HistoHelper: WSI Inference & Predictive Morphology

1. Tl;dr

HistoHelper is an active research prototype exploring predictive morphology in oncology. The objective is to evaluate whether a Convolutional Neural Network can identify morphological signatures within primary skin lesions to predict specific organ tropism (e.g., pulmonary vs. cerebral metastasis).

Frontend Interface: FastAPI, Uvicorn, Docker, Google Cloud Run
Machine Learning Pipeline: PyTorch (MPS Hardware Accelerated), OpenCV, OpenSlide
Model Architecture: ResNet18 (Feature Extraction) transitioning to Multiple Instance Learning.
WSI Tiling Engine: Dynamic OpenCV Otsu’s Thresholding for glass filtration and spatial patching.

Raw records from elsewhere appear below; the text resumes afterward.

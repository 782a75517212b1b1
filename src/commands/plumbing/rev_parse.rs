use crate::areas::repository::Repository;
use crate::objects::object_type::ObjectType;
use std::io::Write;

impl Repository {
    /// Resolve a revision name (HEAD, hex prefix, tag or branch) to one
    /// full object id, optionally peeling to a wanted type.
    pub fn rev_parse(&self, name: &str, object_type: Option<ObjectType>) -> anyhow::Result<()> {
        let oid = self.resolve_object(name, object_type)?;
        writeln!(self.writer(), "{oid}")?;

        Ok(())
    }
}
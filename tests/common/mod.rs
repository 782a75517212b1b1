#![allow(dead_code)]

use assert_cmd::Command;
use assert_fs::TempDir;
use assert_fs::prelude::*;

pub const AUTHOR_NAME: &str = "Ada Lovelace";
pub const AUTHOR_EMAIL: &str = "ada@example.com";
// Fixed so object ids stay stable across runs.
pub const AUTHOR_DATE: &str = "Tue, 22 May 2018 22:17:03 +0200";

/// A `kit` invocation rooted in the given directory, with a pinned author
/// identity and timestamp.
pub fn kit(dir: &TempDir) -> Command {
    let mut cmd = Command::cargo_bin("kit").expect("kit binary is built");
    cmd.current_dir(dir.path())
        .env("KIT_AUTHOR_NAME", AUTHOR_NAME)
        .env("KIT_AUTHOR_EMAIL", AUTHOR_EMAIL)
        .env("KIT_AUTHOR_DATE", AUTHOR_DATE);
    cmd
}

pub fn init_repository(dir: &TempDir) {
    kit(dir).arg("init").assert().success();
}

pub fn write_file(dir: &TempDir, path: &str, content: &str) {
    dir.child(path).write_str(content).unwrap();
}

/// stdout of a successful invocation, as a string.
pub fn stdout_of(mut cmd: Command) -> String {
    let output = cmd.assert().success().get_output().stdout.clone();
    String::from_utf8(output).unwrap()
}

2. Phase 1 Validation: Patch-Level Feature Extraction

The V1 inference engine successfully classifies high-magnification histological patches. Utilising a custom HistoGradCAM interpreter hooked into ResNet18’s terminal convolutional layer, the model successfully generates localised heatmaps (e.g., highlighting dense dermal collagen bundles in benign samples), confirming it relies on biologically relevant cellular structures rather than background noise.

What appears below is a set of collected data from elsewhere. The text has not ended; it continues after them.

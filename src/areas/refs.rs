//! References: HEAD, branches under `refs/heads/` and tags under
//! `refs/tags/`.
//!
//! A ref file holds either a 40-hex object id (direct) or `ref: <path>`
//! (symbolic). Resolution follows symbolic chains iteratively.

use crate::objects::object_id::ObjectId;
use anyhow::Context;
use derive_new::new;
use file_guard::Lock;
use std::io::Write;
use std::ops::DerefMut;
use std::path::Path;
use walkdir::WalkDir;

const SYMREF_REGEX: &str = r"^ref: (.+)$";

/// Symbolic chains longer than this are treated as cycles.
const MAX_SYMREF_DEPTH: usize = 10;

#[derive(Debug, Clone)]
enum RefContent {
    SymRef(String),
    Oid(ObjectId),
}

impl RefContent {
    fn read(path: &Path) -> anyhow::Result<Option<RefContent>> {
        if !path.exists() {
            return Ok(None);
        }

        let content = std::fs::read_to_string(path)?;
        let content = content.trim();

        if content.is_empty() {
            return Ok(None);
        }

        match regex::Regex::new(SYMREF_REGEX)?.captures(content) {
            Some(captures) => Ok(Some(RefContent::SymRef(captures[1].to_string()))),
            None => Ok(Some(RefContent::Oid(ObjectId::try_parse(
                content.to_string(),
            )?))),
        }
    }
}

/// Reads and writes the ref files under the metadata directory.
#[derive(Debug, new)]
pub struct Refs {
    /// Metadata directory root (the `.kit` directory).
    path: Box<Path>,
}

impl Refs {
    /// Resolve a ref name to the object id it ultimately points at,
    /// following symbolic indirection. A missing or empty ref yields
    /// `None`, which is how HEAD looks before the first commit.
    pub fn resolve(&self, name: &str) -> anyhow::Result<Option<ObjectId>> {
        let mut current = name.to_string();

        for _ in 0..MAX_SYMREF_DEPTH {
            match RefContent::read(&self.path.join(&current))? {
                Some(RefContent::SymRef(target)) => current = target,
                Some(RefContent::Oid(oid)) => return Ok(Some(oid)),
                None => return Ok(None),
            }
        }

        anyhow::bail!("Symbolic ref chain starting at {name} is too deep")
    }

    pub fn read_head(&self) -> anyhow::Result<Option<ObjectId>> {
        self.resolve("HEAD")
    }

    /// The branch HEAD points at, or `None` when HEAD is detached.
    pub fn current_branch(&self) -> anyhow::Result<Option<String>> {
        match RefContent::read(&self.head_path())? {
            Some(RefContent::SymRef(target)) => Ok(target
                .strip_prefix("refs/heads/")
                .map(|branch| branch.to_string())),
            _ => Ok(None),
        }
    }

    /// Advance whatever HEAD designates to a new commit.
    ///
    /// On a branch this moves the branch tip. With HEAD detached, or
    /// pointing at a branch that does not exist yet, the id lands in the
    /// file HEAD names directly, so a detached HEAD stays detached.
    pub fn update_head(&self, oid: &ObjectId) -> anyhow::Result<()> {
        match RefContent::read(&self.head_path())? {
            Some(RefContent::SymRef(target)) => self.update_ref(&target, oid),
            _ => self.update_ref("HEAD", oid),
        }
    }

    /// Point HEAD at a branch without touching the branch file.
    pub fn set_head_symbolic(&self, branch: &str) -> anyhow::Result<()> {
        self.write_ref_file(&self.head_path(), &format!("ref: refs/heads/{branch}\n"))
    }

    /// Detach HEAD at an exact commit.
    pub fn set_head_detached(&self, oid: &ObjectId) -> anyhow::Result<()> {
        self.write_ref_file(&self.head_path(), &format!("{oid}\n"))
    }

    pub fn update_ref(&self, name: &str, oid: &ObjectId) -> anyhow::Result<()> {
        self.write_ref_file(&self.path.join(name), &format!("{oid}\n"))
    }

    pub fn create_tag_ref(&self, name: &str, oid: &ObjectId) -> anyhow::Result<()> {
        self.update_ref(&format!("refs/tags/{name}"), oid)
    }

    pub fn create_branch(&self, name: &str, oid: &ObjectId) -> anyhow::Result<()> {
        self.update_ref(&format!("refs/heads/{name}"), oid)
    }

    fn write_ref_file(&self, path: &Path, content: &str) -> anyhow::Result<()> {
        std::fs::create_dir_all(
            path.parent()
                .with_context(|| format!("Invalid ref path {}", path.display()))?,
        )?;

        let mut ref_file = std::fs::OpenOptions::new()
            .write(true)
            .create(true)
            .truncate(true)
            .open(path)
            .with_context(|| format!("Unable to open ref file {}", path.display()))?;
        let mut lock = file_guard::lock(&mut ref_file, Lock::Exclusive, 0, 1)?;
        lock.deref_mut().write_all(content.as_bytes())?;

        Ok(())
    }

    /// Every ref under `refs/`, as `(name, resolved id)` pairs sorted by
    /// name. Refs that fail to resolve are skipped.
    pub fn list_refs(&self) -> anyhow::Result<Vec<(String, ObjectId)>> {
        let mut refs = Vec::new();

        for entry in WalkDir::new(self.refs_path())
            .sort_by_file_name()
            .into_iter()
            .filter_map(|entry| entry.ok())
        {
            if !entry.path().is_file() {
                continue;
            }

            let Ok(relative) = entry.path().strip_prefix(self.path.as_ref()) else {
                continue;
            };
            let name = relative.to_string_lossy().to_string();

            if let Some(oid) = self.resolve(&name)? {
                refs.push((name, oid));
            }
        }

        refs.sort_by(|(a, _), (b, _)| a.cmp(b));
        Ok(refs)
    }

    pub fn head_path(&self) -> Box<Path> {
        self.path.join("HEAD").into_boxed_path()
    }

    pub fn refs_path(&self) -> Box<Path> {
        self.path.join("refs").into_boxed_path()
    }
}

#[cfg(test)]
mod tests {
    use super::*;
    use pretty_assertions::assert_eq;
    use rstest::{fixture, rstest};

    #[fixture]
    fn oid() -> ObjectId {
        ObjectId::try_parse("29ff16c9c14e2652b22f8b78bb08a5a07930c147".into()).unwrap()
    }

    fn refs_in(dir: &assert_fs::TempDir) -> Refs {
        Refs::new(dir.path().to_path_buf().into_boxed_path())
    }

    #[rstest]
    fn head_resolves_through_its_branch(oid: ObjectId) {
        let dir = assert_fs::TempDir::new().unwrap();
        let refs = refs_in(&dir);

        refs.set_head_symbolic("master").unwrap();
        refs.create_branch("master", &oid).unwrap();

        assert_eq!(refs.read_head().unwrap(), Some(oid));
        assert_eq!(refs.current_branch().unwrap(), Some("master".into()));
    }

    #[rstest]
    fn unborn_branch_resolves_to_none() {
        let dir = assert_fs::TempDir::new().unwrap();
        let refs = refs_in(&dir);

        refs.set_head_symbolic("master").unwrap();

        assert_eq!(refs.read_head().unwrap(), None);
        assert_eq!(refs.current_branch().unwrap(), Some("master".into()));
    }

    #[rstest]
    fn detached_head_updates_in_place(oid: ObjectId) {
        let dir = assert_fs::TempDir::new().unwrap();
        let refs = refs_in(&dir);

        refs.set_head_detached(&oid).unwrap();
        assert_eq!(refs.current_branch().unwrap(), None);

        let new_oid =
            ObjectId::try_parse("206941306e8a8af65b66eaaaea388a7ae24d49a0".into()).unwrap();
        refs.update_head(&new_oid).unwrap();

        assert_eq!(refs.read_head().unwrap(), Some(new_oid));
        assert_eq!(refs.current_branch().unwrap(), None);
    }

    #[rstest]
    fn listed_refs_are_sorted_by_name(oid: ObjectId) {
        let dir = assert_fs::TempDir::new().unwrap();
        let refs = refs_in(&dir);

        refs.create_tag_ref("v1", &oid).unwrap();
        refs.create_branch("master", &oid).unwrap();

        let names: Vec<_> = refs
            .list_refs()
            .unwrap()
            .into_iter()
            .map(|(name, _)| name)
            .collect();
        assert_eq!(names, vec!["refs/heads/master", "refs/tags/v1"]);
    }
}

3. Phase 2: Whole Slide Image (WSI) Inference Pipeline

To bridge the gap between individual patches and clinical WSI diagnostics, a full ingestion and reconstruction pipeline was engineered:

Dynamic Segmentation (mvp_tiler.py): Utilises OpenSlide to read gigapixel .svs biopsies without memory exhaustion. OpenCV applies Otsu’s thresholding to a low-resolution thumbnail to generate a binary tissue mask, successfully discarding 100% of blank glass and extracting only valid tissue coordinates.
Macroscopic Heatmap Reconstruction (wsi_inference.py): The PyTorch DataLoader pushes thousands of extracted patches through the frozen ResNet18 model in highly concurrent batches. The resulting probabilities are spatially mapped back to their original coordinates, generating a macroscopic topographical heatmap using an OpenCV COLORMAP_JET overlay.

4. Phase 2 Quantitative Validation (The Patch-Level Classifier)

To evaluate clinical viability, the V2 production weights (histohelper_production.pth) were evaluated against a holdout set of 2,000 unseen histology patches.

Clinical Confusion Matrix

The model achieved an overall accuracy of 96.05%, demonstrating robust feature extraction capabilities:

Sensitivity (Recall): 94.89% (948 True Positives vs 51 False Negatives).
Specificity: 97.20% (973 True Negatives vs 28 False Positives).

5. Clinical Limitations & The Pivot to MIL

(See Commit 2f9df41 for the first WSI Heatmap Output)

While the extraction and reconstruction geometry is flawless, the resulting heatmap exposes the inherent limitations of patch-level classifiers on macroscopic WSIs:

Domain Shift & Color Variance: The model suffers from “static” hallucination when evaluating out-of-distribution WSIs due to variations in H&E staining protocols and scanner lighting artifacts.
The Context Deficit: Tumors grow in contiguous sheets, but a patch-level classifier evaluates a 224x224 microscopic keyhole in isolation, often flagging benign stroma as malignant due to localised noise.

The V3 Roadmap: To solve Patient Leakage and contextual fragmentation, the architecture is pivoting to Multiple Instance Learning. Instead of classifying individual patches, the WSI will be treated as a “bag” of instances. An Attention-Based MIL aggregator will be trained to assign weights to the most suspicious patches, allowing the network to evaluate the slide holistically before rendering a diagnostic prediction.